Determine how many lines in the following listing include "elements". Respond with that number only.

***

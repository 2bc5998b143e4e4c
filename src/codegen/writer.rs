use std::fs::OpenOptions;
use std::io::Write;
use std::time::Duration;

use crate::errors::{Error, Result};
use crate::module::Imports;
use crate::resolver::{TypeId, TypeKind, Types};

/// Line-oriented Go source buffer with indentation scoping.
pub struct GoWriter {
    buf: String,
    indent: usize,
}

impl GoWriter {
    pub fn new() -> Self {
        GoWriter {
            buf: String::new(),
            indent: 0,
        }
    }

    pub fn line(&mut self, text: impl AsRef<str>) -> &mut Self {
        for _ in 0..self.indent {
            self.buf.push('\t');
        }
        self.buf.push_str(text.as_ref());
        self.buf.push('\n');
        self
    }

    pub fn blank(&mut self) -> &mut Self {
        self.buf.push('\n');
        self
    }

    /// Write a block opener and indent what follows.
    pub fn open(&mut self, text: impl AsRef<str>) -> &mut Self {
        self.line(text);
        self.indent += 1;
        self
    }

    /// Dedent and write the block closer.
    pub fn close(&mut self, text: impl AsRef<str>) -> &mut Self {
        self.indent = self.indent.saturating_sub(1);
        self.line(text)
    }

    /// Close one block and open the next on the same line (`} else {`).
    pub fn chain(&mut self, text: impl AsRef<str>) -> &mut Self {
        self.indent = self.indent.saturating_sub(1);
        self.line(text);
        self.indent += 1;
        self
    }

    /// Leave a block without emitting a closer line.
    pub fn dedent(&mut self) -> &mut Self {
        self.indent = self.indent.saturating_sub(1);
        self
    }

    pub fn finish(self) -> String {
        self.buf
    }
}

impl Default for GoWriter {
    fn default() -> Self {
        GoWriter::new()
    }
}

/// Render the import block, the standard library group first.
pub fn write_imports(writer: &mut GoWriter, imports: &Imports) {
    if imports.is_empty() {
        return;
    }
    let std_group: Vec<_> = imports.iter().filter(|i| is_std_path(&i.path)).collect();
    let ext_group: Vec<_> = imports.iter().filter(|i| !is_std_path(&i.path)).collect();
    writer.open("import (");
    for import in &std_group {
        match &import.alias {
            Some(alias) => writer.line(format!("{alias} \"{}\"", import.path)),
            None => writer.line(format!("\"{}\"", import.path)),
        };
    }
    if !std_group.is_empty() && !ext_group.is_empty() {
        writer.blank();
    }
    for import in &ext_group {
        match &import.alias {
            Some(alias) => writer.line(format!("{alias} \"{}\"", import.path)),
            None => writer.line(format!("\"{}\"", import.path)),
        };
    }
    writer.close(")");
    writer.blank();
}

fn is_std_path(path: &str) -> bool {
    match path.split('/').next() {
        Some(first) => !first.contains('.'),
        None => true,
    }
}

/// Quote a string as a Go interpreted string literal.
pub fn go_quote(s: &str) -> String {
    let mut out = String::with_capacity(s.len() + 2);
    out.push('"');
    for c in s.chars() {
        match c {
            '\\' => out.push_str("\\\\"),
            '"' => out.push_str("\\\""),
            '\n' => out.push_str("\\n"),
            '\r' => out.push_str("\\r"),
            '\t' => out.push_str("\\t"),
            other => out.push(other),
        }
    }
    out.push('"');
    out
}

/// Render a duration as a Go expression using the coarsest exact unit.
pub fn go_duration_literal(duration: Duration) -> String {
    let nanos = duration.as_nanos();
    const UNITS: &[(u128, &str)] = &[
        (3_600_000_000_000, "time.Hour"),
        (60_000_000_000, "time.Minute"),
        (1_000_000_000, "time.Second"),
        (1_000_000, "time.Millisecond"),
        (1_000, "time.Microsecond"),
    ];
    for (size, unit) in UNITS {
        if nanos > 0 && nanos % size == 0 {
            return format!("{}*{}", nanos / size, unit);
        }
    }
    format!("time.Duration({nanos})")
}

/// Render the Go syntax naming a resolved type. Types declared in the host
/// package are written unqualified; foreign packages go through the emitted
/// file's import bindings.
pub fn render_type(
    types: &Types,
    id: TypeId,
    host_path: &str,
    imports: &Imports,
) -> Result<String> {
    let node = types.get(id);
    match node.kind {
        TypeKind::Basic | TypeKind::Builtin | TypeKind::Ident | TypeKind::Interface
        | TypeKind::Struct | TypeKind::Reference => {
            if node.name.is_empty() {
                return Err(Error::unsupported_shape("anonymous type cannot be named")
                    .with_meta("kind", format!("{:?}", node.kind)));
            }
            qualified(&node.path, &node.name, host_path, imports)
        }
        TypeKind::Pointer => {
            let inner = render_type(types, node.elements[0], host_path, imports)?;
            Ok(format!("*{inner}"))
        }
        TypeKind::Array => {
            let inner = render_type(types, node.elements[0], host_path, imports)?;
            Ok(format!("[]{inner}"))
        }
        TypeKind::Map => {
            let key = render_type(types, node.elements[0], host_path, imports)?;
            let value = render_type(types, node.elements[1], host_path, imports)?;
            Ok(format!("map[{key}]{value}"))
        }
        TypeKind::Any => Ok("interface{}".to_string()),
        TypeKind::Paradigm => {
            let base = qualified(&node.path, &node.name, host_path, imports)?;
            let mut args = Vec::new();
            for paradigm in &node.paradigms {
                for arg in &paradigm.types {
                    args.push(render_type(types, *arg, host_path, imports)?);
                }
            }
            Ok(format!("{base}[{}]", args.join(", ")))
        }
        TypeKind::StructField | TypeKind::ParadigmElement => {
            Err(Error::internal("field carrier cannot be rendered as a type")
                .with_meta("name", &node.name))
        }
    }
}

fn qualified(path: &str, name: &str, host_path: &str, imports: &Imports) -> Result<String> {
    if path.is_empty() || path == host_path {
        return Ok(name.to_string());
    }
    match imports.by_path(path) {
        Some(import) => Ok(format!("{}.{name}", import.ident())),
        None => Err(Error::resolve_failure("missing import")
            .with_meta("path", path)
            .with_meta("name", name)),
    }
}

/// Write generated content: truncate, create, write, sync, 0600.
pub fn write_source(filename: &str, content: &str) -> Result<()> {
    let mut options = OpenOptions::new();
    options.create(true).truncate(true).write(true);
    #[cfg(unix)]
    {
        use std::os::unix::fs::OpenOptionsExt;
        options.mode(0o600);
    }
    let mut file = options.open(filename).map_err(|e| {
        Error::io_failure("open code file failed")
            .with_meta("file", filename)
            .with_cause(e)
    })?;
    file.write_all(content.as_bytes()).map_err(|e| {
        Error::io_failure("write code file failed")
            .with_meta("file", filename)
            .with_cause(e)
    })?;
    file.sync_all().map_err(|e| {
        Error::io_failure("sync code file failed")
            .with_meta("file", filename)
            .with_cause(e)
    })?;
    Ok(())
}

#[cfg(test)]
mod tests {
    use super::*;

    #[test]
    fn writer_indents_blocks() {
        let mut writer = GoWriter::new();
        writer.open("func deploys() {");
        writer.line("return");
        writer.close("}");
        assert_eq!(writer.finish(), "func deploys() {\n\treturn\n}\n");
    }

    #[test]
    fn quotes_go_strings() {
        assert_eq!(go_quote("a\"b\nc"), "\"a\\\"b\\nc\"");
    }

    #[test]
    fn duration_literals_pick_exact_units() {
        assert_eq!(go_duration_literal(Duration::from_secs(2)), "2*time.Second");
        assert_eq!(go_duration_literal(Duration::from_secs(90)), "90*time.Second");
        assert_eq!(
            go_duration_literal(Duration::from_millis(300)),
            "300*time.Millisecond"
        );
        assert_eq!(go_duration_literal(Duration::from_secs(3600)), "1*time.Hour");
    }

    #[test]
    fn std_and_external_imports_are_grouped() {
        let mut imports = Imports::new();
        let mut counters = std::collections::HashMap::new();
        imports.add_path("context", &mut counters);
        imports.add_path("github.com/aacfactory/errors", &mut counters);
        let mut writer = GoWriter::new();
        write_imports(&mut writer, &imports);
        let text = writer.finish();
        assert_eq!(
            text,
            "import (\n\t\"context\"\n\n\t\"github.com/aacfactory/errors\"\n)\n\n"
        );
    }
}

***

▸ **ANSWER TO THIS PROBLEM**
4